• [Exercise directions]:
Your answer must be an exact transcription of every record.

--- START ---

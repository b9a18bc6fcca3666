//! CheckConnectivityUseCase: fire-and-report device reachability.
//!
//! Reachability runs on its own Tokio task so a slow or absent device never
//! stalls routing operations. Each invocation produces exactly one message
//! on a oneshot channel:
//!
//! - `Ok(true)` – the device answered the echo request;
//! - `Ok(false)` – no answer within the probe timeout (a status, not an
//!   error);
//! - `Err(ProbeFailure)` – the probe itself could not run, e.g. the ping
//!   binary is missing.
//!
//! Repetition is the caller's responsibility (the UI wires it to a manual
//! retry button and to settings changes). Concurrent invocations are
//! allowed and independent; a probe in flight cannot be cancelled and
//! simply runs to its timeout.

use std::sync::Arc;

use async_trait::async_trait;
use thiserror::Error;
use tokio::sync::oneshot;
use tracing::debug;

/// Error produced when the reachability probe could not run at all.
///
/// Distinct from an unreachable device, which is the `Ok(false)` outcome.
#[derive(Debug, Error, Clone, PartialEq, Eq)]
#[error("reachability probe failed to run: {0}")]
pub struct ProbeFailure(pub String);

/// One probe result: reachable / unreachable, or the probe itself failed.
pub type ProbeOutcome = Result<bool, ProbeFailure>;

/// Trait for checking whether a host answers an echo request.
#[async_trait]
pub trait ReachabilityProbe: Send + Sync {
    /// `Ok(true)` if the host replied, `Ok(false)` if it did not. `Err` only
    /// for environment-level failures, never for an unreachable host.
    async fn probe(&self, host: &str) -> Result<bool, String>;
}

/// Launches one probe task and returns the channel its single result
/// arrives on.
///
/// The caller may drop the receiver at any time; the probe then finishes in
/// the background and its result is discarded.
pub fn spawn_probe(
    probe: Arc<dyn ReachabilityProbe>,
    host: String,
) -> oneshot::Receiver<ProbeOutcome> {
    let (tx, rx) = oneshot::channel();
    tokio::spawn(async move {
        let outcome = probe.probe(&host).await.map_err(ProbeFailure);
        debug!(%host, ?outcome, "connectivity probe finished");
        // Delivery fails only if the listener is gone; nothing to do then.
        let _ = tx.send(outcome);
    });
    rx
}

// ── Tests ─────────────────────────────────────────────────────────────────────
//! Connectionless UDP transport for matrix commands.
//!
//! The protocol is fire-and-forget: the device never replies, so each send
//! opens a fresh socket, transmits one datagram, and drops the socket. No
//! connection pooling, no socket reuse, no retry: UDP gives no delivery
//! guarantee and the mitigation is a user-level retry or a full state sync.
//!
//! Two timing rules are enforced on every real send:
//!
//! - a 1-second bound on the send itself, in case the local stack
//!   misbehaves even though no response is awaited;
//! - a 50 ms settling delay after the send returns, because the device
//!   drops commands that arrive back-to-back faster than that.
//!
//! The settling delay lives here rather than in the use case so that
//! injected test transports can skip it.

use std::time::Duration;

use async_trait::async_trait;
use matrix_core::Endpoint;
use thiserror::Error;
use tokio::net::UdpSocket;
use tokio::time::timeout;
use tracing::debug;

use crate::application::switch_routes::CommandTransport;

/// Bound on a single `send_to`.
const SEND_TIMEOUT: Duration = Duration::from_secs(1);

/// Minimum gap the device needs between consecutive commands.
pub const SETTLE_DELAY: Duration = Duration::from_millis(50);

/// Error type for datagram transmission.
#[derive(Debug, Error)]
pub enum TransportError {
    /// No local UDP socket could be opened.
    #[error("failed to open UDP socket: {0}")]
    Bind(#[source] std::io::Error),

    /// The datagram could not be sent (includes hostname resolution
    /// failures and unreachable-network errors).
    #[error("failed to send datagram to {endpoint}: {source}")]
    Send {
        endpoint: String,
        #[source]
        source: std::io::Error,
    },

    /// The send did not complete within [`SEND_TIMEOUT`].
    #[error("send to {0} timed out after 1s")]
    Timeout(String),
}

/// Per-send connectionless UDP client.
#[derive(Debug, Clone, Default)]
pub struct UdpTransport;

impl UdpTransport {
    pub fn new() -> Self {
        Self
    }

    /// Sends one datagram and observes the device's pacing rules.
    ///
    /// # Errors
    ///
    /// Returns [`TransportError`] for bind, send, or timeout failures. The
    /// settling delay is skipped on failure; there was nothing for the
    /// device to settle from.
    async fn send_datagram(
        &self,
        payload: &[u8],
        endpoint: &Endpoint,
    ) -> Result<(), TransportError> {
        let socket = UdpSocket::bind("0.0.0.0:0")
            .await
            .map_err(TransportError::Bind)?;

        let target = (endpoint.host.as_str(), endpoint.port);
        match timeout(SEND_TIMEOUT, socket.send_to(payload, target)).await {
            Ok(Ok(written)) => {
                debug!(bytes = written, endpoint = %endpoint, "datagram sent");
            }
            Ok(Err(source)) => {
                return Err(TransportError::Send {
                    endpoint: endpoint.to_string(),
                    source,
                });
            }
            Err(_) => return Err(TransportError::Timeout(endpoint.to_string())),
        }

        // Device pacing: it cannot accept back-to-back commands.
        tokio::time::sleep(SETTLE_DELAY).await;
        Ok(())
    }
}

#[async_trait]
impl CommandTransport for UdpTransport {
    async fn send(&self, payload: &[u8], endpoint: &Endpoint) -> Result<(), String> {
        self.send_datagram(payload, endpoint)
            .await
            .map_err(|e| e.to_string())
    }
}

// ── Tests ─────────────────────────────────────────────────────────────────────

#[cfg(test)]
mod tests {
    use super::*;
    use std::time::Instant;

    /// Binds a loopback listener and returns it with its port.
    fn loopback_listener() -> (std::net::UdpSocket, u16) {
        let socket = std::net::UdpSocket::bind("127.0.0.1:0").expect("listener bind");
        socket
            .set_read_timeout(Some(Duration::from_secs(2)))
            .unwrap();
        let port = socket.local_addr().unwrap().port();
        (socket, port)
    }

    #[tokio::test]
    async fn test_send_delivers_exact_bytes_to_listener() {
        // Arrange
        let (listener, port) = loopback_listener();
        let endpoint = Endpoint::new("127.0.0.1", port).unwrap();
        let payload = vec![0x33, 0x56, 0x37, 0x2E]; // "3V7." narrowed

        // Act
        UdpTransport::new().send(&payload, &endpoint).await.unwrap();

        // Assert – the datagram is already buffered by the OS
        let mut buf = [0u8; 64];
        let (len, _) = listener.recv_from(&mut buf).expect("datagram must arrive");
        assert_eq!(&buf[..len], payload.as_slice());
    }

    #[tokio::test]
    async fn test_send_takes_at_least_the_settling_delay() {
        let (_listener, port) = loopback_listener();
        let endpoint = Endpoint::new("127.0.0.1", port).unwrap();

        let started = Instant::now();
        UdpTransport::new().send(b"1V1.", &endpoint).await.unwrap();

        assert!(
            started.elapsed() >= SETTLE_DELAY,
            "send must pace commands for the device, took {:?}",
            started.elapsed()
        );
    }

    #[tokio::test]
    async fn test_two_sends_take_at_least_twice_the_settling_delay() {
        let (_listener, port) = loopback_listener();
        let endpoint = Endpoint::new("127.0.0.1", port).unwrap();
        let transport = UdpTransport::new();

        let started = Instant::now();
        transport.send(b"1V1.", &endpoint).await.unwrap();
        transport.send(b"2V2.", &endpoint).await.unwrap();

        assert!(started.elapsed() >= SETTLE_DELAY * 2);
    }

    #[tokio::test]
    async fn test_send_to_unresolvable_host_reports_error() {
        let endpoint = Endpoint::new("host.invalid", 20107).unwrap();

        let result = UdpTransport::new().send(b"1V1.", &endpoint).await;

        assert!(result.is_err(), "unresolvable host must surface an error");
    }

    #[test]
    fn test_transport_error_messages_name_the_endpoint() {
        let err = TransportError::Timeout("10.0.0.1:20107".to_string());
        assert_eq!(err.to_string(), "send to 10.0.0.1:20107 timed out after 1s");
    }
}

--- END ---

• [Answer to this exercise]:
repository b9a18bc6fcca3666
//! CheckConnectivityUseCase: fire-and-report device reachability.
//!
//! Reachability runs on its own Tokio task so a slow or absent device never
//! stalls routing operations. Each invocation produces exactly one message
//! on a oneshot channel:
//!
//! - `Ok(true)` – the device answered the echo request;
//! - `Ok(false)` – no answer within the probe timeout (a status, not an
//!   error);
//! - `Err(ProbeFailure)` – the probe itself could not run, e.g. the ping
//!   binary is missing.
//!
//! Repetition is the caller's responsibility (the UI wires it to a manual
//! retry button and to settings changes). Concurrent invocations are
//! allowed and independent; a probe in flight cannot be cancelled and
//! simply runs to its timeout.

use std::sync::Arc;

use async_trait::async_trait;
use thiserror::Error;
use tokio::sync::oneshot;
use tracing::debug;

/// Error produced when the reachability probe could not run at all.
///
/// Distinct from an unreachable device, which is the `Ok(false)` outcome.
#[derive(Debug, Error, Clone, PartialEq, Eq)]
#[error("reachability probe failed to run: {0}")]
pub struct ProbeFailure(pub String);

/// One probe result: reachable / unreachable, or the probe itself failed.
pub type ProbeOutcome = Result<bool, ProbeFailure>;

/// Trait for checking whether a host answers an echo request.
#[async_trait]
pub trait ReachabilityProbe: Send + Sync {
    /// `Ok(true)` if the host replied, `Ok(false)` if it did not. `Err` only
    /// for environment-level failures, never for an unreachable host.
    async fn probe(&self, host: &str) -> Result<bool, String>;
}

/// Launches one probe task and returns the channel its single result
/// arrives on.
///
/// The caller may drop the receiver at any time; the probe then finishes in
/// the background and its result is discarded.
pub fn spawn_probe(
    probe: Arc<dyn ReachabilityProbe>,
    host: String,
) -> oneshot::Receiver<ProbeOutcome> {
    let (tx, rx) = oneshot::channel();
    tokio::spawn(async move {
        let outcome = probe.probe(&host).await.map_err(ProbeFailure);
        debug!(%host, ?outcome, "connectivity probe finished");
        // Delivery fails only if the listener is gone; nothing to do then.
        let _ = tx.send(outcome);
    });
    rx
}

// ── Tests ─────────────────────────────────────────────────────────────────────
//! Connectionless UDP transport for matrix commands.
//!
//! The protocol is fire-and-forget: the device never replies, so each send
//! opens a fresh socket, transmits one datagram, and drops the socket. No
//! connection pooling, no socket reuse, no retry: UDP gives no delivery
//! guarantee and the mitigation is a user-level retry or a full state sync.
//!
//! Two timing rules are enforced on every real send:
//!
//! - a 1-second bound on the send itself, in case the local stack
//!   misbehaves even though no response is awaited;
//! - a 50 ms settling delay after the send returns, because the device
//!   drops commands that arrive back-to-back faster than that.
//!
//! The settling delay lives here rather than in the use case so that
//! injected test transports can skip it.

use std::time::Duration;

use async_trait::async_trait;
use matrix_core::Endpoint;
use thiserror::Error;
use tokio::net::UdpSocket;
use tokio::time::timeout;
use tracing::debug;

use crate::application::switch_routes::CommandTransport;

/// Bound on a single `send_to`.
const SEND_TIMEOUT: Duration = Duration::from_secs(1);

/// Minimum gap the device needs between consecutive commands.
pub const SETTLE_DELAY: Duration = Duration::from_millis(50);

/// Error type for datagram transmission.
#[derive(Debug, Error)]
pub enum TransportError {
    /// No local UDP socket could be opened.
    #[error("failed to open UDP socket: {0}")]
    Bind(#[source] std::io::Error),

    /// The datagram could not be sent (includes hostname resolution
    /// failures and unreachable-network errors).
    #[error("failed to send datagram to {endpoint}: {source}")]
    Send {
        endpoint: String,
        #[source]
        source: std::io::Error,
    },

    /// The send did not complete within [`SEND_TIMEOUT`].
    #[error("send to {0} timed out after 1s")]
    Timeout(String),
}

/// Per-send connectionless UDP client.
#[derive(Debug, Clone, Default)]
pub struct UdpTransport;

impl UdpTransport {
    pub fn new() -> Self {
        Self
    }

    /// Sends one datagram and observes the device's pacing rules.
    ///
    /// # Errors
    ///
    /// Returns [`TransportError`] for bind, send, or timeout failures. The
    /// settling delay is skipped on failure; there was nothing for the
    /// device to settle from.
    async fn send_datagram(
        &self,
        payload: &[u8],
        endpoint: &Endpoint,
    ) -> Result<(), TransportError> {
        let socket = UdpSocket::bind("0.0.0.0:0")
            .await
            .map_err(TransportError::Bind)?;

        let target = (endpoint.host.as_str(), endpoint.port);
        match timeout(SEND_TIMEOUT, socket.send_to(payload, target)).await {
            Ok(Ok(written)) => {
                debug!(bytes = written, endpoint = %endpoint, "datagram sent");
            }
            Ok(Err(source)) => {
                return Err(TransportError::Send {
                    endpoint: endpoint.to_string(),
                    source,
                });
            }
            Err(_) => return Err(TransportError::Timeout(endpoint.to_string())),
        }

        // Device pacing: it cannot accept back-to-back commands.
        tokio::time::sleep(SETTLE_DELAY).await;
        Ok(())
    }
}

#[async_trait]
impl CommandTransport for UdpTransport {
    async fn send(&self, payload: &[u8], endpoint: &Endpoint) -> Result<(), String> {
        self.send_datagram(payload, endpoint)
            .await
            .map_err(|e| e.to_string())
    }
}

// ── Tests ─────────────────────────────────────────────────────────────────────

#[cfg(test)]
mod tests {
    use super::*;
    use std::time::Instant;

    /// Binds a loopback listener and returns it with its port.
    fn loopback_listener() -> (std::net::UdpSocket, u16) {
        let socket = std::net::UdpSocket::bind("127.0.0.1:0").expect("listener bind");
        socket
            .set_read_timeout(Some(Duration::from_secs(2)))
            .unwrap();
        let port = socket.local_addr().unwrap().port();
        (socket, port)
    }

    #[tokio::test]
    async fn test_send_delivers_exact_bytes_to_listener() {
        // Arrange
        let (listener, port) = loopback_listener();
        let endpoint = Endpoint::new("127.0.0.1", port).unwrap();
        let payload = vec![0x33, 0x56, 0x37, 0x2E]; // "3V7." narrowed

        // Act
        UdpTransport::new().send(&payload, &endpoint).await.unwrap();

        // Assert – the datagram is already buffered by the OS
        let mut buf = [0u8; 64];
        let (len, _) = listener.recv_from(&mut buf).expect("datagram must arrive");
        assert_eq!(&buf[..len], payload.as_slice());
    }

    #[tokio::test]
    async fn test_send_takes_at_least_the_settling_delay() {
        let (_listener, port) = loopback_listener();
        let endpoint = Endpoint::new("127.0.0.1", port).unwrap();

        let started = Instant::now();
        UdpTransport::new().send(b"1V1.", &endpoint).await.unwrap();

        assert!(
            started.elapsed() >= SETTLE_DELAY,
            "send must pace commands for the device, took {:?}",
            started.elapsed()
        );
    }

    #[tokio::test]
    async fn test_two_sends_take_at_least_twice_the_settling_delay() {
        let (_listener, port) = loopback_listener();
        let endpoint = Endpoint::new("127.0.0.1", port).unwrap();
        let transport = UdpTransport::new();

        let started = Instant::now();
        transport.send(b"1V1.", &endpoint).await.unwrap();
        transport.send(b"2V2.", &endpoint).await.unwrap();

        assert!(started.elapsed() >= SETTLE_DELAY * 2);
    }

    #[tokio::test]
    async fn test_send_to_unresolvable_host_reports_error() {
        let endpoint = Endpoint::new("host.invalid", 20107).unwrap();

        let result = UdpTransport::new().send(b"1V1.", &endpoint).await;

        assert!(result.is_err(), "unresolvable host must surface an error");
    }

    #[test]
    fn test_transport_error_messages_name_the_endpoint() {
        let err = TransportError::Timeout("10.0.0.1:20107".to_string());
        assert_eq!(err.to_string(), "send to 10.0.0.1:20107 timed out after 1s");
    }
}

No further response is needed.